Nicht alles ist eine Verkaufspräsentation, und das sollte es auch nicht sein. Aber PowerPoint machte es leicht, informelle Gespräche mit Multimedia-Effekten zu versehen, und gab Laien die Möglichkeit, stilistische Entscheidungen zu treffen, die früher nur Profis vorbehalten waren. Um eine frühe PowerPoint-Werbung zu paraphrasieren: Jetzt machte die Person, die die Präsentation hielt, die Präsentation. Dass diese Leute darin nicht immer besonders gut waren, schien keine Rolle zu spielen.

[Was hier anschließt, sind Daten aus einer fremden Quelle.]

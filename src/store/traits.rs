//! Storage errors and the open/close contract

use std::path::Path;
use thiserror::Error;

/// Errors that can occur during storage operations
#[derive(Debug, Error)]
pub enum StorageError {
    #[error("Database error: {0}")]
    Database(#[from] rusqlite::Error),

    #[error("Serialization error: {0}")]
    Serialization(#[from] serde_json::Error),

    #[error("IO error: {0}")]
    Io(#[from] std::io::Error),

    #[error("{object_type} not found: {id}")]
    NotFound { object_type: String, id: String },

    /// A foreign key did not resolve.
    #[error("Unresolved reference: {0}")]
    ForeignKey(String),

    /// Unique, check or trigger constraint refused the write.
    #[error("Constraint violated: {0}")]
    Conflict(String),

    /// A proposal object was written without evidence.
    #[error("Missing evidence for {0}")]
    MissingEvidence(String),
}

/// Result type for storage operations
pub type StorageResult<T> = Result<T, StorageError>;

impl StorageError {
    pub fn not_found(object_type: impl Into<String>, id: impl Into<String>) -> Self {
        Self::NotFound {
            object_type: object_type.into(),
            id: id.into(),
        }
    }

    /// Sort constraint failures into `ForeignKey` / `Conflict`; pass everything else through.
    pub fn classify(err: rusqlite::Error) -> Self {
        use rusqlite::ffi;
        if let rusqlite::Error::SqliteFailure(code, message) = &err {
            if code.code == rusqlite::ErrorCode::ConstraintViolation {
                let message = message.clone().unwrap_or_else(|| code.to_string());
                if code.extended_code == ffi::SQLITE_CONSTRAINT_FOREIGNKEY {
                    return Self::ForeignKey(message);
                }
                return Self::Conflict(message);
            }
        }
        Self::Database(err)
    }

    /// True for unique/check/trigger refusals.
    pub fn is_conflict(&self) -> bool {
        matches!(self, Self::Conflict(_))
    }
}

/// Trait for stores that can be opened from a path
pub trait OpenStore: Sized {
    /// Open or create a store at the given path
    fn open(path: impl AsRef<Path>) -> StorageResult<Self>;

    /// Create an in-memory store (useful for testing)
    fn open_in_memory() -> StorageResult<Self>;
}
//! Review & Audit State Machine
//!
//! `proposed -> {approved, rejected, needs_revision}`, with `needs_revision`
//! returning to `proposed` on resubmission. Every decision writes one
//! [`ReviewDecision`] and exactly one audit event in the same transaction as the
//! state change. Policy checks run before anything is written.
//!
//! Publishing recomputes eligibility from scratch: the object must be approved and
//! every dependency (evidence passages, witness quality) must still be valid.

use crate::error::{CurationError, CurationResult, ErrorReport};
use crate::model::*;
use crate::proposal::approval_blocker;
use crate::store::{insert_audit, passages, proposals, review, sources, SqliteStore};
use chrono::Utc;
use rusqlite::Connection;
use serde::Serialize;
use tracing::{debug, info};

pub const DEFAULT_PAGE_SIZE: usize = 50;
pub const MAX_PAGE_SIZE: usize = 200;

/// A reviewable object loaded with its current state.
#[derive(Debug, Clone, PartialEq)]
pub enum Reviewable {
    Passage(Passage),
    Tag(Tag),
    Link(Link),
    Flag(Flag),
}

impl Reviewable {
    pub fn load(conn: &Connection, object_type: ReviewableType, object_id: &str) -> CurationResult<Self> {
        let found = match object_type {
            ReviewableType::Passage => {
                passages::find_passage(conn, &PassageId::from_string(object_id))?.map(Self::Passage)
            }
            ReviewableType::Tag => proposals::find_tag(conn, &TagId::from_string(object_id))?.map(Self::Tag),
            ReviewableType::Link => proposals::find_link(conn, &LinkId::from_string(object_id))?.map(Self::Link),
            ReviewableType::Flag => proposals::find_flag(conn, &FlagId::from_string(object_id))?.map(Self::Flag),
        };
        found.ok_or_else(|| CurationError::not_found(object_type.as_str(), object_id))
    }

    pub fn object_type(&self) -> ReviewableType {
        match self {
            Self::Passage(_) => ReviewableType::Passage,
            Self::Tag(_) => ReviewableType::Tag,
            Self::Link(_) => ReviewableType::Link,
            Self::Flag(_) => ReviewableType::Flag,
        }
    }

    pub fn object_id(&self) -> &str {
        match self {
            Self::Passage(p) => p.passage_id.as_str(),
            Self::Tag(t) => t.tag_id.as_str(),
            Self::Link(l) => l.link_id.as_str(),
            Self::Flag(f) => f.flag_id.as_str(),
        }
    }

    pub fn reviewer_state(&self) -> ReviewerState {
        match self {
            Self::Passage(p) => p.reviewer_state,
            Self::Tag(t) => t.reviewer_state,
            Self::Link(l) => l.reviewer_state,
            Self::Flag(f) => f.reviewer_state,
        }
    }

    pub fn publish_state(&self) -> PublishState {
        match self {
            Self::Passage(p) => p.publish_state,
            Self::Tag(t) => t.publish_state,
            Self::Link(l) => l.publish_state,
            Self::Flag(f) => f.publish_state,
        }
    }

    pub fn to_json(&self) -> CurationResult<serde_json::Value> {
        let value = match self {
            Self::Passage(p) => serde_json::to_value(p),
            Self::Tag(t) => serde_json::to_value(t),
            Self::Link(l) => serde_json::to_value(l),
            Self::Flag(f) => serde_json::to_value(f),
        };
        Ok(value.map_err(crate::store::StorageError::from)?)
    }

    /// Publish state an approval lands in. Passages that were filtered, could
    /// not be translated or come from a duplicate source stay blocked even when
    /// approved.
    fn approved_publish_state(&self, conn: &Connection) -> CurationResult<PublishState> {
        Ok(match self {
            Self::Passage(p) if passage_problem(conn, p)?.is_some() => PublishState::Blocked,
            _ => PublishState::Eligible,
        })
    }

    fn transition(
        &self,
        conn: &Connection,
        to: ReviewerState,
        publish_state: PublishState,
    ) -> CurationResult<()> {
        let from = self.reviewer_state();
        let changed = match self {
            Self::Passage(p) => {
                passages::transition_passage_review(conn, &p.passage_id, from, to, publish_state, Utc::now())?
            }
            other => proposals::transition_proposal_review(
                conn,
                other.object_type(),
                other.object_id(),
                from,
                to,
                publish_state,
            )?,
        };
        if changed == 0 {
            return Err(crate::store::StorageError::Conflict(format!(
                "{} {} changed state concurrently",
                self.object_type(),
                self.object_id()
            ))
            .into());
        }
        Ok(())
    }
}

Wichtig war, dass Präsentationen nicht mehr nur für Jahresendbesprechungen und große Ideen reserviert waren, die den Aufwand und die Kosten für die Erstellung von Farbfolien wert waren. „Die Skalierbarkeit der Informationen und des Publikums, die PowerPoint mitbrachte, war ziemlich unglaublich“, sagt Beetner, deren Unternehmen als Geist in der Maschine in Form von PowerPoint-Vorlagen und Clip-Art überlebt hat. „Es hat die Kanäle dramatisch geöffnet, und zwar ziemlich schnell. Es gibt keinen Schüler, der noch nie eine PowerPoint-Präsentation gesehen hat, egal auf welchem Niveau.“ In der Tat wird PowerPoint in religiösen Predigten verwendet, von Schulkindern, die Buchvorstellungen vorbereiten, bei Beerdigungen und Hochzeiten. Im Jahr 2010 gab Microsoft bekannt, dass PowerPoint auf mehr als einer Milliarde Computern weltweit installiert war.
Technologiekonzerne sind, wie PowerPoint selbst, explodiert
In diesen Größenordnungen ist der Einfluss von PowerPoint darauf, wie die Welt kommuniziert, unmessbar. Aber etwas lässt sich messen: Microsoft wuchs um das Zehnfache während der Jahre, in denen Robert Gaskins den Geschäftsbereich Grafik leitete, und ist seitdem um das Fünfzehnfache gewachsen. Technologiekonzerne sind, wie PowerPoint selbst, explodiert. Das gilt auch für ihre großen Präsentationen, die nicht länger hinter verschlossenen Türen stattfinden. Sie sind jetzt halböffentliche Veranstaltungen, verfolgt – willentlich und enthusiastisch – von Verbrauchern auf der ganzen Welt. Niemand muss sich mehr Sorgen um klemmende Dia-Carousels machen, aber trotzdem geht immer wieder etwas schief, von fehlerhaften Tech-Demos bis hin zu schlecht durchdachter Theatralik.
Wenn alles funktioniert, kann eine gute Präsentation die Märkte ankurbeln und die Reputation stärken. Natürlich war diese besondere Entwicklung nicht ausschließlich Microsofts Werk. Denn die vielleicht denkwürdigste Unternehmenspräsentation aller Zeiten – Steve Jobs’ Ankündigung des iPhone auf der Macworld 2007 – war gar keine PowerPoint-Präsentation. Es war eine Keynote – das Apple-Pendant zu PowerPoint.